Even if you are agree that single payer is the goal, there will be disagreements as to how to get there.
Let the debate begin.
Tensions flared in the single payer community last week as details of Senator Bernie Sanders still not public single bill leaked out.
Physicians for a National Health Program, the leading single payer doctors group, said they couldn’t support the Sanders bill if it included co-pays or other cost sharing measures.
Jon Walker and Dr. Margaret Flowers have both been active in the movement to bring single payer to the United States.
But they disagree on how to get there.
Under Walker’s plan, if you are employed, then your employer is required to sign you up for MICA or a better plan.
If you are not employed, then you are automatically signed onto MICA and you pay for it through taxes.
The rich can opt out of MICA for private insurance. There are still multiple payers, but Walker believes that the public Medicare like payer — MICA — will dominate the field. People on the current Medicare can stay with it if they like, but Walker says most would go with MICA because it will be better.
Flowers supports HR 676, the single payer bill in the House. It’s one payer, based on the current Medicare, but better, with no co-pays and no deductibles.
Flowers has recently been critical of Sander’s watered down single payer bill.
“Sanders has it backwards,” Flowers said. “Rather than starting from a position of strong legislation and building support for it, he is starting from a position of weak legislation that he considers to be more politically feasible. By doing so, he is losing the support of the movement that he needs to pass expanded and improved Medicare for all.”
Walker’s plan is based on plans put forth by Jacob Hacker and former Congressman Pete Stark.
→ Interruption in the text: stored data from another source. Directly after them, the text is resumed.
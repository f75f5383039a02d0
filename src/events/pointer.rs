use std::cell::RefCell;
use std::rc::Rc;
use viewer_core::{OrbitControls, Viewport};
use wasm_bindgen::JsCast;
use web_sys as web;

/// What the current drag does to the orbit.
#[derive(Default, Clone, Copy, PartialEq, Eq)]
pub enum DragMode {
    #[default]
    Rotate,
    Pan,
}

#[derive(Default, Clone, Copy)]
pub struct DragState {
    pub active: bool,
    pub mode: DragMode,
    pub pointer_id: i32,
    pub last_x: f32,
    pub last_y: f32,
}

#[derive(Clone)]
pub struct OrbitWiring {
    pub canvas: web::HtmlCanvasElement,
    pub controls: Rc<RefCell<OrbitControls>>,
    pub viewport: Rc<RefCell<Viewport>>,
    pub drag: Rc<RefCell<DragState>>,
}

pub fn wire_orbit_input(w: OrbitWiring) {
    wire_pointerdown(&w);
    wire_pointermove(&w);
    wire_pointerup(&w);
    wire_wheel(&w);
    wire_contextmenu(&w);
}

// Secondary button, or primary with a modifier, pans.
fn drag_mode_for(ev: &web::PointerEvent) -> DragMode {
    if ev.button() == 2 || ev.shift_key() || ev.ctrl_key() || ev.meta_key() {
        DragMode::Pan
    } else {
        DragMode::Rotate
    }
}

fn wire_pointerdown(w: &OrbitWiring) {
    let w = w.clone();
    let canvas_for_listener = w.canvas.clone();

    let closure = wasm_bindgen::closure::Closure::wrap(Box::new(move |ev: web::PointerEvent| {
        {
            let mut ds = w.drag.borrow_mut();
            ds.active = true;
            ds.mode = drag_mode_for(&ev);
            ds.pointer_id = ev.pointer_id();
            ds.last_x = ev.client_x() as f32;
            ds.last_y = ev.client_y() as f32;
        }
        _ = w.canvas.set_pointer_capture(ev.pointer_id());
        ev.prevent_default();
    }) as Box<dyn FnMut(_)>);
    _ = canvas_for_listener
        .add_event_listener_with_callback("pointerdown", closure.as_ref().unchecked_ref());
    closure.forget();
}

fn wire_pointermove(w: &OrbitWiring) {
    let w = w.clone();

    let closure = wasm_bindgen::closure::Closure::wrap(Box::new(move |ev: web::PointerEvent| {
        let mut ds = w.drag.borrow_mut();
        if !ds.active || ds.pointer_id != ev.pointer_id() {
            return;
        }
        let x = ev.client_x() as f32;
        let y = ev.client_y() as f32;
        let (dx, dy) = (x - ds.last_x, y - ds.last_y);
        ds.last_x = x;
        ds.last_y = y;
        let mode = ds.mode;
        drop(ds);

        let height = w.viewport.borrow().height;
        let mut controls = w.controls.borrow_mut();
        match mode {
            DragMode::Rotate => controls.rotate_by_pixels(dx, dy, height),
            DragMode::Pan => controls.pan_by_pixels(dx, dy, height),
        }
    }) as Box<dyn FnMut(_)>);

    if let Some(wnd) = web::window() {
        _ = wnd.add_event_listener_with_callback("pointermove", closure.as_ref().unchecked_ref());
    }
    closure.forget();
}

fn wire_pointerup(w: &OrbitWiring) {
    let w = w.clone();

    let closure = wasm_bindgen::closure::Closure::wrap(Box::new(move |ev: web::PointerEvent| {
        let mut ds = w.drag.borrow_mut();
        if ds.active && ds.pointer_id == ev.pointer_id() {
            ds.active = false;
            _ = w.canvas.release_pointer_capture(ev.pointer_id());
        }
    }) as Box<dyn FnMut(_)>);

    if let Some(wnd) = web::window() {
        _ = wnd.add_event_listener_with_callback("pointerup", closure.as_ref().unchecked_ref());
        _ = wnd
            .add_event_listener_with_callback("pointercancel", closure.as_ref().unchecked_ref());
    }
    closure.forget();
}

fn wire_wheel(w: &OrbitWiring) {
    let w = w.clone();
    let canvas_for_listener = w.canvas.clone();

    let closure = wasm_bindgen::closure::Closure::wrap(Box::new(move |ev: web::WheelEvent| {
        w.controls.borrow_mut().dolly(ev.delta_y() as f32);
        ev.prevent_default();
    }) as Box<dyn FnMut(_)>);
    _ = canvas_for_listener.add_event_listener_with_callback("wheel", closure.as_ref().unchecked_ref());
    closure.forget();
}

fn wire_contextmenu(w: &OrbitWiring) {
    let closure = wasm_bindgen::closure::Closure::wrap(Box::new(move |ev: web::Event| {
        ev.prevent_default();
    }) as Box<dyn FnMut(_)>);
    _ = w
        .canvas
        .add_event_listener_with_callback("contextmenu", closure.as_ref().unchecked_ref());
    closure.forget();
}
Walker says he would support HR 676 if it can be passed. But he doesn’t believe it can be passed. He says he crafted his proposal as a way to get to single payer without generating additional opposition.
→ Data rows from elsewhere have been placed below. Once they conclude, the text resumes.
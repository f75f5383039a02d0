use crate::error::{Result, ViewerError};

#[derive(Clone, Copy, Debug, PartialEq, Eq)]
pub enum CardState {
    AllMarkersEnabled,
    CardOpen(usize),
}

/// Single-open-card controller shared by every hotspot.
///
/// Opening a card always closes the others first, so at most one card is
/// visible after any sequence of clicks.
#[derive(Clone, Debug)]
pub struct CardController {
    count: usize,
    open: Option<usize>,
}

impl CardController {
    pub fn new(count: usize) -> Self {
        Self { count, open: None }
    }

    pub fn count(&self) -> usize {
        self.count
    }

    pub fn state(&self) -> CardState {
        match self.open {
            Some(i) => CardState::CardOpen(i),
            None => CardState::AllMarkersEnabled,
        }
    }

    fn check(&self, index: usize) -> Result<()> {
        if index < self.count {
            Ok(())
        } else {
            Err(ViewerError::HotspotOutOfRange {
                index,
                count: self.count,
            })
        }
    }

    /// Marker `index` clicked: close everything, then open its card.
    pub fn click_marker(&mut self, index: usize) -> Result<CardState> {
        self.check(index)?;
        self.close_all();
        self.open = Some(index);
        Ok(self.state())
    }

    /// Close button `index` clicked. Only the open card's button is
    /// reachable; a stray click on another button changes nothing.
    pub fn click_close(&mut self, index: usize) -> Result<CardState> {
        self.check(index)?;
        if self.open == Some(index) {
            self.close_all();
        }
        Ok(self.state())
    }

    pub fn close_all(&mut self) {
        self.open = None;
    }

    pub fn card_visible(&self, index: usize) -> bool {
        self.open == Some(index)
    }

    pub fn any_open(&self) -> bool {
        self.open.is_some()
    }

    pub fn markers_enabled(&self) -> bool {
        self.open.is_none()
    }

    pub fn visible_cards(&self) -> impl Iterator<Item = usize> + '_ {
        (0..self.count).filter(|i| self.card_visible(*i))
    }
}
Walker says that if you are going to do something as big as single payer, there are going to be people who are automatically opposed to it — the insurers, the hospitals, the drugmakers. They are going to oppose any plan, he says.
But there is another set of people who don’t like change or who might lose out if you change the tax structure of how you’re paying for different things, Walker says. “Those people you can win over if you do it right or you can lose if you do it wrong,” he says.
“My bill is aimed at those people,” Walker said.